START RECORDS FOR THIS EXERCISE

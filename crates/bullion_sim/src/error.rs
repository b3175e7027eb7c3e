//! # Simulation Errors
//!
//! Errors from the engine's lifecycle calls and configuration loading.
//! `Engine::step` has no error path: bad input degrades, it never fails.

use thiserror::Error;

/// Errors that can occur outside the tick.
#[derive(Debug, Error)]
pub enum SimError {
    /// A player cannot join with a zero stake.
    #[error("spawn mass must be positive")]
    ZeroSpawnMass,

    /// No player is registered under this session.
    #[error("unknown session: {0}")]
    UnknownSession(String),

    /// The target session of a rekey is already taken.
    #[error("session already in use: {0}")]
    SessionInUse(String),

    /// A configuration value is out of range.
    #[error("invalid config: {0}")]
    InvalidConfig(String),

    /// The configuration file could not be parsed.
    #[error("config parse error: {0}")]
    ConfigParse(#[from] toml::de::Error),

    /// The configuration file could not be read.
    #[error("io error: {0}")]
    Io(#[from] std::io::Error),
}

/// Result type for simulation lifecycle operations.
pub type SimResult<T> = Result<T, SimError>;
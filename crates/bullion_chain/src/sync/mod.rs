//! # Settlement Sync
//!
//! Applies observed vault events to the ledger. Each effect is keyed on the
//! event id, so re-delivered or re-ordered events never double-apply.
//!
//! | Event          | Effect                                                       |
//! |----------------|--------------------------------------------------------------|
//! | `Deposited`    | `stake:{wallet}` +amount, `bankroll` +amount, `pellet_reserve` +share |
//! | `ExitRedeemed` | `pending_exit:{wallet}` -amount                              |
//! | `NewBlock`     | last block only                                              |

use alloy_primitives::U256;
use bullion_economy::{accounts, Ledger};
use tracing::{debug, warn};

use crate::error::{ChainError, ChainResult};
use crate::events::{SettlementEvent, VaultTransfer};
use crate::queue::SettlementQueue;

/// Default share of every deposit earmarked for pellets (5%).
pub const DEFAULT_PELLET_SHARE_BPS: u64 = 500;

/// Ledger-side view of the vault.
pub struct SettlementSync {
    ledger: Ledger,
    pellet_share_bps: u64,
    last_block: u64,
    events_applied: u64,
    drift_events: u64,
}

impl SettlementSync {
    /// Sync writing into `ledger`.
    #[must_use]
    pub const fn new(ledger: Ledger, pellet_share_bps: u64) -> Self {
        Self {
            ledger,
            pellet_share_bps,
            last_block: 0,
            events_applied: 0,
            drift_events: 0,
        }
    }

    /// Returns the last processed block number.
    #[inline]
    #[must_use]
    pub const fn last_block(&self) -> u64 {
        self.last_block
    }

    /// Returns the number of events applied.
    #[inline]
    #[must_use]
    pub const fn events_applied(&self) -> u64 {
        self.events_applied
    }

    /// Redemptions the ledger could not match with a pending exit.
    #[inline]
    #[must_use]
    pub const fn drift_events(&self) -> u64 {
        self.drift_events
    }

    /// Processes a settlement event.
    ///
    /// # Errors
    ///
    /// `AmountOutOfRange` or a ledger failure. Nothing is partially applied
    /// per effect; a failed event can be re-applied as a whole.
    pub fn apply(&mut self, event: &SettlementEvent) -> ChainResult<()> {
        match event {
            SettlementEvent::Deposited(transfer) => self.apply_deposit(transfer)?,
            SettlementEvent::ExitRedeemed(transfer) => self.apply_redeem(transfer)?,
            SettlementEvent::NewBlock(_) => {}
        }
        self.last_block = self.last_block.max(event.block_number());
        self.events_applied += 1;
        Ok(())
    }

    /// Applies everything waiting in `queue`; returns how many were applied.
    ///
    /// # Errors
    ///
    /// Stops at the first failing event, which is lost from the queue and
    /// must be re-delivered by the producer.
    pub fn drain(&mut self, queue: &SettlementQueue) -> ChainResult<usize> {
        let mut applied = 0;
        while let Some(event) = queue.try_pop() {
            self.apply(&event)?;
            applied += 1;
        }
        Ok(applied)
    }

    fn apply_deposit(&mut self, transfer: &VaultTransfer) -> ChainResult<()> {
        let amount = ledger_amount(transfer.amount)?;
        let wallet = transfer.wallet();
        let share = pellet_share(amount, self.pellet_share_bps);

        self.ledger
            .deposit(&accounts::stake(&wallet), amount, Some(&transfer.key("stake")))?;
        self.ledger
            .deposit(accounts::BANKROLL, amount, Some(&transfer.key("bankroll")))?;
        self.ledger
            .deposit(accounts::PELLET_RESERVE, share, Some(&transfer.key("pellet")))?;

        debug!(wallet = %wallet, amount, share, block = transfer.block_number, "deposit settled");
        Ok(())
    }

    fn apply_redeem(&mut self, transfer: &VaultTransfer) -> ChainResult<()> {
        let amount = ledger_amount(transfer.amount)?;
        let wallet = transfer.wallet();

        let burned = self.ledger.burn(
            &accounts::pending_exit(&wallet),
            amount,
            Some(&transfer.key("redeem")),
        )?;
        if burned {
            debug!(wallet = %wallet, amount, block = transfer.block_number, "exit redeemed");
        } else {
            // Detected, not corrected: reconciliation decides.
            self.drift_events += 1;
            warn!(wallet = %wallet, amount, event_id = %transfer.event_id, "redemption without matching pending exit");
        }
        Ok(())
    }
}

fn ledger_amount(amount: U256) -> ChainResult<u64> {
    u64::try_from(amount).map_err(|_| ChainError::AmountOutOfRange(amount))
}

fn pellet_share(amount: u64, bps: u64) -> u64 {
    let share = u128::from(amount) * u128::from(bps) / 10_000;
    u64::try_from(share).unwrap_or(u64::MAX)
}

#[cfg(test)]
mod tests {
    use std::sync::Arc;

    use alloy_primitives::{Address, B256};
    use bullion_economy::{LedgerConfig, MemoryStore};

    use super::*;

    fn sync() -> SettlementSync {
        let store = Arc::new(MemoryStore::new());
        let ledger = Ledger::new(store, "room-1", LedgerConfig::default()).unwrap();
        SettlementSync::new(ledger, DEFAULT_PELLET_SHARE_BPS)
    }

    fn transfer(id: u8, amount: u64, block: u64) -> VaultTransfer {
        VaultTransfer {
            event_id: B256::repeat_byte(id),
            player: Address::repeat_byte(0xaa),
            amount: U256::from(amount),
            block_number: block,
            log_index: 0,
        }
    }

    #[test]
    fn test_deposit_applies_once() {
        let mut sync = sync();
        let event = SettlementEvent::Deposited(transfer(1, 10_000, 5));
        sync.apply(&event).unwrap();
        sync.apply(&event).unwrap();

        let wallet = transfer(1, 0, 0).wallet();
        let ledger = &sync.ledger;
        assert_eq!(ledger.balance(&accounts::stake(&wallet)).unwrap(), 10_000);
        assert_eq!(ledger.balance(accounts::BANKROLL).unwrap(), 10_000);
        assert_eq!(ledger.balance(accounts::PELLET_RESERVE).unwrap(), 500);
        assert_eq!(sync.last_block(), 5);
    }

    #[test]
    fn test_redeem_without_pending_is_drift() {
        let mut sync = sync();
        sync.apply(&SettlementEvent::ExitRedeemed(transfer(2, 50, 9))).unwrap();
        assert_eq!(sync.drift_events(), 1);
        assert_eq!(sync.last_block(), 9);
    }

    #[test]
    fn test_oversized_amount_rejected() {
        let mut sync = sync();
        let mut big = transfer(3, 0, 1);
        big.amount = U256::MAX;
        assert!(matches!(
            sync.apply(&SettlementEvent::Deposited(big)),
            Err(ChainError::AmountOutOfRange(_))
        ));
        assert_eq!(sync.events_applied(), 0);
    }

    #[test]
    fn test_share_math() {
        assert_eq!(pellet_share(10_000, 500), 500);
        assert_eq!(pellet_share(19, 500), 0);
        assert_eq!(pellet_share(u64::MAX, 10_000), u64::MAX);
    }
}
//! Ledger and reservation behaviour through the public API only.

use std::sync::Arc;
use std::thread;

use bullion_economy::{
    accounts, ExitRequest, KvStore, Ledger, LedgerConfig, LedgerError, LedgerResult, MemoryStore,
    ReservationService, TicketClaim, TicketSigner,
};

struct FixedSigner;

impl TicketSigner for FixedSigner {
    fn sign(&self, claim: &TicketClaim) -> LedgerResult<Vec<u8>> {
        Ok(format!("{}:{}", claim.session_id, claim.amount).into_bytes())
    }
}

fn fast_config() -> LedgerConfig {
    LedgerConfig {
        backoff_min_ms: 0,
        backoff_max_ms: 1,
        max_attempts: 64,
        ..LedgerConfig::default()
    }
}

fn new_ledger(server: &str) -> (Arc<MemoryStore>, Ledger) {
    let store = Arc::new(MemoryStore::new());
    let ledger = Ledger::new(store.clone(), server, fast_config()).unwrap();
    (store, ledger)
}

fn total(ledger: &Ledger, names: &[&str]) -> u64 {
    names.iter().map(|n| ledger.balance(n).unwrap()).sum()
}

#[test]
fn deposit_with_same_key_counts_once() {
    let (_, ledger) = new_ledger("room-1");
    assert_eq!(ledger.deposit("acc1", 100, Some("k1")).unwrap(), 100);
    assert_eq!(ledger.deposit("acc1", 100, Some("k1")).unwrap(), 100);
    assert_eq!(ledger.balance("acc1").unwrap(), 100);
}

#[test]
fn short_transfer_is_refused_without_side_effects() {
    let (_, ledger) = new_ledger("room-1");
    ledger.deposit("a", 30, None).unwrap();
    assert!(!ledger.transfer("a", "b", 50, None).unwrap());
    assert_eq!(ledger.balance("a").unwrap(), 30);
    assert_eq!(ledger.balance("b").unwrap(), 0);
}

#[test]
fn reserve_exit_tracks_bankroll() {
    let (_, ledger) = new_ledger("room-1");
    let svc = ReservationService::new(ledger.clone());

    ledger.deposit(accounts::BANKROLL, 40, Some("dep-1")).unwrap();
    assert!(!svc.reserve_exit("s1", 50, 900, 0).unwrap());

    ledger.deposit(accounts::BANKROLL, 60, Some("dep-2")).unwrap();
    assert!(svc.reserve_exit("s1", 50, 900, 0).unwrap());
    assert_eq!(svc.bankroll().unwrap(), 50);
    assert_eq!(svc.reserved_total().unwrap(), 50);
}

#[test]
fn every_keyed_operation_replays() {
    let (_, ledger) = new_ledger("room-1");
    ledger.deposit("a", 100, None).unwrap();

    for _ in 0..2 {
        assert!(ledger.withdraw("a", 10, Some("w")).unwrap());
        assert!(ledger.burn("a", 5, Some("b")).unwrap());
        assert!(ledger.transfer("a", "c", 20, Some("t")).unwrap());
    }
    assert_eq!(ledger.balance("a").unwrap(), 65);
    assert_eq!(ledger.balance("c").unwrap(), 20);
}

#[test]
fn key_reuse_with_other_operation_is_an_error() {
    let (_, ledger) = new_ledger("room-1");
    ledger.deposit("a", 100, Some("shared")).unwrap();

    let err = ledger.transfer("a", "b", 1, Some("shared")).unwrap_err();
    match err {
        LedgerError::IdempotencyConflict { recorded, requested, .. } => {
            assert_eq!(recorded, "deposit");
            assert_eq!(requested, "transfer");
        }
        other => panic!("unexpected error: {other}"),
    }
    assert_eq!(ledger.balance("b").unwrap(), 0);
}

#[test]
fn server_scopes_do_not_share_balances_or_keys() {
    let store = Arc::new(MemoryStore::new());
    let one = Ledger::new(store.clone(), "room-1", fast_config()).unwrap();
    let two = Ledger::new(store.clone(), "room-2", fast_config()).unwrap();

    one.deposit("a", 10, Some("k")).unwrap();
    assert_eq!(two.deposit("a", 7, Some("k")).unwrap(), 7);
    assert_eq!(one.balance("a").unwrap(), 10);
    assert!(store.get("bullion:room-2:bal:a").unwrap().is_some());
}

#[test]
fn contention_exhaustion_is_hard_and_retryable() {
    let (store, ledger) = new_ledger("room-1");
    ledger.deposit("a", 50, None).unwrap();

    store.inject_conflicts(64);
    let err = ledger.transfer("a", "b", 20, Some("t1")).unwrap_err();
    assert!(matches!(err, LedgerError::ContentionExhausted { attempts: 64 }));
    assert_eq!(ledger.balance("a").unwrap(), 50);

    // Reissuing with the same key is safe.
    assert!(ledger.transfer("a", "b", 20, Some("t1")).unwrap());
    assert!(ledger.transfer("a", "b", 20, Some("t1")).unwrap());
    assert_eq!(ledger.balance("b").unwrap(), 20);
}

#[test]
fn sum_changes_only_by_signed_amounts() {
    let (_, ledger) = new_ledger("room-1");
    let names = ["a", "b", "c"];

    ledger.deposit("a", 500, None).unwrap();
    ledger.transfer("a", "b", 120, None).unwrap();
    ledger.transfer("b", "c", 70, Some("t")).unwrap();
    ledger.transfer("c", "a", 1_000, None).unwrap();
    assert_eq!(total(&ledger, &names), 500);

    ledger.burn("b", 30, None).unwrap();
    ledger.withdraw("c", 20, Some("w")).unwrap();
    assert_eq!(total(&ledger, &names), 450);
}

#[test]
fn concurrent_transfers_conserve_total() {
    let (_, ledger) = new_ledger("room-1");
    let names = ["p0", "p1", "p2", "p3"];
    for name in names {
        ledger.deposit(name, 1_000, None).unwrap();
    }

    let workers: Vec<_> = (0..4)
        .map(|w| {
            let ledger = ledger.clone();
            thread::spawn(move || {
                for i in 0..200 {
                    let from = names[(w + i) % 4];
                    let to = names[(w + i + 1) % 4];
                    let key = format!("w{w}-{i}");
                    let keyed = i % 2 == 0;
                    ledger
                        .transfer(from, to, 7, keyed.then_some(key.as_str()))
                        .unwrap();
                }
            })
        })
        .collect();
    for worker in workers {
        worker.join().unwrap();
    }

    assert_eq!(total(&ledger, &names), 4_000);
}

#[test]
fn exit_settlement_path() {
    let (_, ledger) = new_ledger("room-1");
    let svc = ReservationService::new(ledger.clone());
    ledger.deposit(accounts::BANKROLL, 1_000, None).unwrap();

    assert!(svc.reserve_exit("s1", 640, 900, 100).unwrap());
    assert_eq!(svc.commit_exit("s1").unwrap(), Some(640));

    let request = ExitRequest {
        wallet: "0xF00".into(),
        session_id: "s1".into(),
        amount: 640,
        deadline: ledger.ticket_deadline(100),
    };
    let first = ledger
        .withdraw_with_ticket(&request, &FixedSigner, Some("exit:s1"))
        .unwrap()
        .unwrap();
    let again = ledger
        .withdraw_with_ticket(&request, &FixedSigner, Some("exit:s1"))
        .unwrap()
        .unwrap();

    assert_eq!(first, again);
    assert_eq!(first.claim.deadline, 1_000);
    assert_eq!(first.signature, b"s1:640".to_vec());
    assert_eq!(ledger.balance(accounts::EXIT_POOL).unwrap(), 0);
    assert_eq!(ledger.balance(&accounts::pending_exit("0xf00")).unwrap(), 640);
    assert_eq!(svc.observed_bankroll().unwrap(), 360);
}

#[test]
fn sweep_twice_credits_once() {
    let (_, ledger) = new_ledger("room-1");
    let svc = ReservationService::new(ledger.clone());
    ledger.deposit(accounts::BANKROLL, 300, None).unwrap();
    for (i, session) in ["s1", "s2", "s3"].iter().enumerate() {
        assert!(svc.reserve_exit(session, 100, 10 * (i as u64 + 1), 0).unwrap());
    }
    assert_eq!(svc.bankroll().unwrap(), 0);

    assert_eq!(svc.sweep_expired_reservations(20, 1).unwrap(), 1);
    assert_eq!(svc.sweep_expired_reservations(20, 10).unwrap(), 1);
    assert_eq!(svc.sweep_expired_reservations(20, 10).unwrap(), 0);
    assert_eq!(svc.bankroll().unwrap(), 200);
    assert_eq!(svc.reserved_total().unwrap(), 100);

    // A manual release after the sweep is a no-op.
    assert!(!svc.release_exit("s1").unwrap());
    assert_eq!(svc.bankroll().unwrap(), 200);
}

#[test]
fn concurrent_pellet_spends_never_overdraw() {
    let (_, ledger) = new_ledger("room-1");
    let svc = ReservationService::new(ledger);
    svc.credit_pellet_reserve(100, Some("seed")).unwrap();

    let workers: Vec<_> = (0..4)
        .map(|_| {
            let svc = svc.clone();
            thread::spawn(move || (0..50).filter(|_| svc.spend_pellet(3).unwrap()).count())
        })
        .collect();
    let spent: usize = workers.into_iter().map(|w| w.join().unwrap()).sum();

    assert_eq!(spent, 33);
    assert_eq!(svc.pellet_reserve().unwrap(), 1);
}
//! # Room Driver
//!
//! Owns one [`Engine`] and settles what each step reports:
//!
//! ```text
//! Tick N:
//! ┌─────────────────────────────────────────────────────────────────────┐
//! │ 1. STEP                                                             │
//! │    └─ engine.step() (no I/O, never fails)                           │
//! │                                                                     │
//! │ 2. ROUTE EVENTS                                                     │
//! │    ├─ RecycleMass   → credit pellet reserve (key recycle:{epoch}:{tick})
//! │    ├─ PelletSpawned → spend from pellet reserve, revoke on failure  │
//! │    ├─ PlayerExited  → queue exit settlement                         │
//! │    └─ PlayerDied    → notice                                        │
//! │                                                                     │
//! │ 3. SETTLE EXITS                                                     │
//! │    └─ reserve → commit → ticket (key exit:{session}), resumable     │
//! │                                                                     │
//! │ 4. SWEEP (every sweep_interval_ticks)                               │
//! │    └─ release expired exit reservations                             │
//! └─────────────────────────────────────────────────────────────────────┘
//! ```
//!
//! Ledger failures never stop the room. Every ledger call is keyed, so work
//! that failed is retried on the next tick without double-applying.

use std::collections::HashSet;
use std::sync::Arc;

use tracing::{debug, error, info, warn};

use bullion_core::EntityId;
use bullion_economy::{
    accounts, unix_now, ExitRequest, ExitTicket, KvStore, Ledger, LedgerError, LedgerResult,
    ReservationService, TicketSigner,
};
use bullion_sim::{Engine, InputPatch, SimEvent};

use crate::config::ServerConfig;
use crate::error::RoomResult;
use crate::notices::{NoticeSender, RoomNotice};

/// Driver tuning, usually taken from [`ServerConfig`].
#[derive(Clone, Debug, PartialEq, Eq)]
pub struct DriverSettings {
    /// Buy-in burned from the stake on join.
    pub spawn_mass: u64,
    /// Ticks between reservation sweeps.
    pub sweep_interval_ticks: u64,
    /// Reservations released per sweep at most.
    pub sweep_limit: usize,
    /// Lifetime of an exit reservation.
    pub reservation_ttl_secs: u64,
    /// Distinguishes this run's per-tick keys from a previous run's, since
    /// the engine's tick counter restarts at zero.
    pub epoch: u64,
}

impl DriverSettings {
    /// Settings from a server config, with the current time as epoch.
    #[must_use]
    pub fn from_config(config: &ServerConfig) -> Self {
        Self {
            spawn_mass: config.spawn_mass,
            sweep_interval_ticks: config.sweep_interval_ticks,
            sweep_limit: config.sweep_limit,
            reservation_ttl_secs: config.ledger.reservation_ttl_secs,
            epoch: unix_now(),
        }
    }
}

/// Counters since the driver started.
#[derive(Clone, Copy, Debug, Default, PartialEq, Eq)]
pub struct DriverStats {
    /// Steps run.
    pub ticks: u64,
    /// Players admitted.
    pub joins: u64,
    /// Joins refused for a short stake or a spent session.
    pub joins_refused: u64,
    /// Mass credited to the pellet reserve.
    pub recycled: u64,
    /// Pellets paid for.
    pub pellets_funded: u64,
    /// Pellets removed unpaid.
    pub pellets_revoked: u64,
    /// Exit tickets issued.
    pub exits_paid: u64,
    /// Exits given up on: exit pool short after commit, or an amount over
    /// the ledger cap.
    pub exits_unpaid: u64,
    /// Deaths, liquidations and timeouts.
    pub deaths: u64,
    /// Reservations released by sweeps.
    pub reservations_swept: u64,
    /// Ledger calls that failed and were deferred.
    pub ledger_failures: u64,
}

END RECORDS FOR THIS EXERCISE

--- PROBLEM TO WORK ON ---
Your response should be each line that includes the word "since", copied from the records.

--- ANSWER SECTION ---
    /// Distinguishes this run's per-tick keys from a previous run's, since
/// Counters since the driver started.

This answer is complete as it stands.